7. That the people have a right ro bear arms for the defence of themselves and their own state, or the United States, or for the purpose of killing game; and no law shall be passed for disarming the people or any of them, unless for crimes committed, or real danger of public injury from individuals; and as standing armies in the time of peace are dangerous to liberty, they ought not to be kept up; and that the military shall be kept under strict subordination to and be governed by the civil powers.18
As to the arms guarantee, the above tracked the language of the Pennsylvania Declaration of Rights of 1776 in guaranteeing the right to bear arms for self-defense and defense of the state.19 Similar to what would become the federal First Amendment, which begins “Congress shall make no law,” the above proposed that a free press “shall not be restrained by any [federal] law” and that “no law shall be passed for disarming the people” as a whole “or any of them”—except that criminals or other dangerous persons could be disarmed. Bearing arms to hunt was not out of place in a bill of rights, in that British authorities had been notorious for disarming the people under the guise of game laws.20
The above clarifies that the term “bear arms” is not linguistically restricted to matters of the militia or the national defense. Bearing arms for self-defense and hunting were proper purposes. Mention of standing armies and the subordination of the military to the civil power in the same article did not detract from the individual character of the right guaranteed.

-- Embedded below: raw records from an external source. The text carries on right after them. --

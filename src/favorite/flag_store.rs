use std::{
    collections::BTreeMap,
    fs,
    io::{ErrorKind, Write},
    path::{Path, PathBuf},
};

use tempfile::NamedTempFile;

use super::FavoriteError;

pub fn flag_key(article_id: i64) -> String {
    format!("like_article_{article_id}")
}

/// Client-local "have I liked this" flags. Only the owning client writes them.
pub trait LikeFlagStore {
    fn load(&self, article_id: i64) -> Option<bool>;
    fn save(&mut self, article_id: i64, liked: bool) -> Result<(), FavoriteError>;
}

#[derive(Debug, Default, Clone)]
pub struct MemoryFlagStore {
    flags: BTreeMap<String, bool>,
}

impl MemoryFlagStore {
    pub fn clear(&mut self) {
        self.flags.clear();
    }
}

impl LikeFlagStore for MemoryFlagStore {
    fn load(&self, article_id: i64) -> Option<bool> {
        self.flags.get(&flag_key(article_id)).copied()
    }

    fn save(&mut self, article_id: i64, liked: bool) -> Result<(), FavoriteError> {
        self.flags.insert(flag_key(article_id), liked);
        Ok(())
    }
}

/// Flags kept in a JSON object on disk, so they outlive the process.
#[derive(Debug)]
pub struct FileFlagStore {
    path: PathBuf,
    flags: BTreeMap<String, bool>,
}

impl FileFlagStore {
    pub fn open(path: impl AsRef<Path>) -> Result<Self, FavoriteError> {
        let path = path.as_ref().to_path_buf();
        let flags = match fs::read(&path) {
            Ok(bytes) => serde_json::from_slice(&bytes)?,
            Err(e) if e.kind() == ErrorKind::NotFound => BTreeMap::new(),
            Err(e) => return Err(e.into()),
        };
        Ok(Self { path, flags })
    }

    pub fn path(&self) -> &Path {
        &self.path
    }
}

impl LikeFlagStore for FileFlagStore {
    fn load(&self, article_id: i64) -> Option<bool> {
        self.flags.get(&flag_key(article_id)).copied()
    }

    fn save(&mut self, article_id: i64, liked: bool) -> Result<(), FavoriteError> {
        self.flags.insert(flag_key(article_id), liked);
        let contents = serde_json::to_vec_pretty(&self.flags)?;

        // write a sibling file and rename it over the old one, so a crash
        // never leaves a half written map behind
        let dir = match self.path.parent() {
            Some(parent) if !parent.as_os_str().is_empty() => parent,
            _ => Path::new("."),
        };
        let mut file = NamedTempFile::new_in(dir)?;
        file.write_all(&contents)?;
        file.as_file().sync_all()?;
        file.persist(&self.path).map_err(|e| e.error)?;
        Ok(())
    }
}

Basic elements of what became the First and Second Amendments may be found in the above proposals. The amendments would be more concise and would exclude the embellishments, but they would still protect the rights to free speech and press and to bear arms.21
Reflecting the 1776 Pennsylvania guarantee of the right to hunt,22 the next provision of the proposed bill of rights averred:
The inhabitants of the several states shall have liberty to fowl and hunt in seasonable times, on the lands they hold, and on all other lands in the United States not enclosed, and in like manner to fish in all navigable waters, and others not private property, without being restrained therein by any laws to be passed by the legislature of the United States.23
The influence of the 1776 Pennsylvania Declaration was no accident. Dissident leaders John Smilie and William Findlay were vigorous followers of Justice George Bryan, leader of the 1776 convention.24 Justice Bryan now played a key role in agitating for amendments to the proposed federal Constitution, and as noted, his son Samuel claimed to have authored the Dissent.25
Commentary included with the Dissent of the Minority emphasized the necessity for “a bill of rights ascertaining and fundamentally establishing those unalienable and personal rights of men, without the full, free, and secure enjoyment of which there can be no liberty . . . .”26 A free press and bearing arms were of that nature.

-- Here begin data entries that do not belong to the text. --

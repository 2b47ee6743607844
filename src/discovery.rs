//! Filter, sort and paginate article summaries.
//!
//! The pipeline always runs tag filter, free-text filter, stable sort, then
//! pagination. Visibility is decided by whoever builds the input list.

use std::{cmp::Ordering, collections::BTreeSet};

use chrono::{DateTime, Utc};
use serde::{Deserialize, Serialize};

use crate::{
    config::{ContentSettings, DEFAULT_PAGE_SIZE},
    models::ArticleRecord,
};

#[derive(Debug, Clone, PartialEq, Eq, Serialize, Deserialize)]
#[serde(rename_all = "camelCase")]
pub struct ArticleSummary {
    pub id: i64,
    pub title: String,
    pub excerpt: String,
    #[serde(rename = "like")]
    pub like_count: i64,
    pub tags: Vec<String>,
    pub author: String,
    pub icon_url: String,
    pub published_at: DateTime<Utc>,
    pub reading_time_minutes: u32,
}

impl ArticleSummary {
    pub fn new(record: &ArticleRecord, content: &ContentSettings) -> Self {
        ArticleSummary {
            id: record.id,
            title: record.title.clone(),
            excerpt: content.excerpt(&record.body),
            like_count: record.like_count,
            tags: record.tags(),
            author: record.author_name.clone(),
            icon_url: record.icon_url.clone(),
            published_at: record.published_at.unwrap_or(record.created_at),
            reading_time_minutes: content.reading_minutes(&record.body),
        }
    }

    /// `needle` must already be lower-cased.
    fn matches_text(&self, needle: &str) -> bool {
        self.title.to_lowercase().contains(needle)
            || self.excerpt.to_lowercase().contains(needle)
            || self
                .tags
                .iter()
                .any(|tag| tag.to_lowercase().contains(needle))
    }
}

#[derive(Debug, Clone, Copy, Default, PartialEq, Eq, Serialize, Deserialize)]
#[serde(rename_all = "camelCase")]
pub enum SortField {
    #[default]
    PublishedAt,
    Like,
    Title,
    ReadingTime,
}

impl SortField {
    fn compare(self, a: &ArticleSummary, b: &ArticleSummary) -> Ordering {
        match self {
            SortField::PublishedAt => a.published_at.cmp(&b.published_at),
            SortField::Like => a.like_count.cmp(&b.like_count),
            SortField::Title => a.title.cmp(&b.title),
            SortField::ReadingTime => a.reading_time_minutes.cmp(&b.reading_time_minutes),
        }
    }
}

#[derive(Debug, Clone, Copy, Default, PartialEq, Eq, Serialize, Deserialize)]
#[serde(rename_all = "lowercase")]
pub enum SortDirection {
    Asc,
    #[default]
    Desc,
}

#[derive(Debug, Clone, PartialEq, Eq)]
pub struct DiscoveryQuery {
    pub free_text: Option<String>,
    pub tag_names: BTreeSet<String>,
    pub sort_field: SortField,
    pub sort_direction: SortDirection,
    pub page_number: u32,
    pub page_size: u32,
}

impl Default for DiscoveryQuery {
    fn default() -> Self {
        Self {
            free_text: None,
            tag_names: BTreeSet::new(),
            sort_field: SortField::default(),
            sort_direction: SortDirection::default(),
            page_number: 1,
            page_size: DEFAULT_PAGE_SIZE,
        }
    }
}

#[derive(Debug, Clone, PartialEq, Eq, Serialize)]
#[serde(rename_all = "camelCase")]
pub struct DiscoveryResult {
    pub items: Vec<ArticleSummary>,
    pub current_page: u32,
    pub total_pages: u32,
    pub total_items: usize,
    pub has_next: bool,
    pub has_prev: bool,
}

pub fn discover(articles: Vec<ArticleSummary>, query: &DiscoveryQuery) -> DiscoveryResult {
    let needle = query
        .free_text
        .as_deref()
        .map(str::trim)
        .filter(|text| !text.is_empty())
        .map(str::to_lowercase);

    let mut matches: Vec<ArticleSummary> = articles
        .into_iter()
        .filter(|article| {
            query.tag_names.is_empty()
                || article.tags.iter().any(|tag| query.tag_names.contains(tag))
        })
        .filter(|article| {
            needle
                .as_deref()
                .map_or(true, |needle| article.matches_text(needle))
        })
        .collect();

    // sort_by is stable, and reversing an Equal ordering keeps it Equal
    matches.sort_by(|a, b| {
        let ordering = query.sort_field.compare(a, b);
        match query.sort_direction {
            SortDirection::Asc => ordering,
            SortDirection::Desc => ordering.reverse(),
        }
    });

    paginate(matches, query.page_number, query.page_size)
}

fn paginate(matches: Vec<ArticleSummary>, page_number: u32, page_size: u32) -> DiscoveryResult {
    let total_items = matches.len();
    let has_prev = page_number > 1;

    if page_size == 0 {
        return DiscoveryResult {
            items: Vec::new(),
            current_page: page_number,
            total_pages: 0,
            total_items,
            has_next: false,
            has_prev,
        };
    }

    let size = page_size as usize;
    let total_pages = u32::try_from(total_items.div_ceil(size)).unwrap_or(u32::MAX);
    let end = (page_number as usize).saturating_mul(size);
    let items = if page_number == 0 {
        Vec::new()
    } else {
        let start = end - size;
        matches.into_iter().skip(start).take(size).collect()
    };

    DiscoveryResult {
        items,
        current_page: page_number,
        total_pages,
        total_items,
        has_next: page_number >= 1 && end < total_items,
        has_prev,
    }
}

In separate articles, the Dissent sought amendments to the state-federal structure. One of these articles sought to protect the “power” of the “state”—not the “right of the people”—to maintain the militia:
That the power of organising, arming, and disciplining the militia (the manner of disciplining the militia to be prescribed by Congress) remain with the individual states, and that Congress shall not have authority to call or march any of the militia out of their own state, without the consent of such state, and for such length of time only as such state shall agree.27
Like other federal powers, Congress’ power over the militia implicated not only the powers reserved to the states, but also personal liberties. The commentary to the Dissent explained:
The absolute unqualified command that Congress have over the militia may be made instrumental to the destruction of all liberty, both public and private; whether of a personal, civil, or religious nature.
First, the personal liberty of every man probably from sixteen to sixty years of age may be destroyed by the power Congress have in organizing and governing of the militia. As militia they may be subjected to fines to any amount, levied in a military manner; they may be subjected to corporal punishments of the most disgraceful and humiliating kind, and to death itself, by the sentence of a court martial. . . .
Secondly, the rights of conscience may be violated, as there is no exemption of those persons who are conscientiously scrupulous of bearing arms. These compose a respectable proportion of the community in the state . . . .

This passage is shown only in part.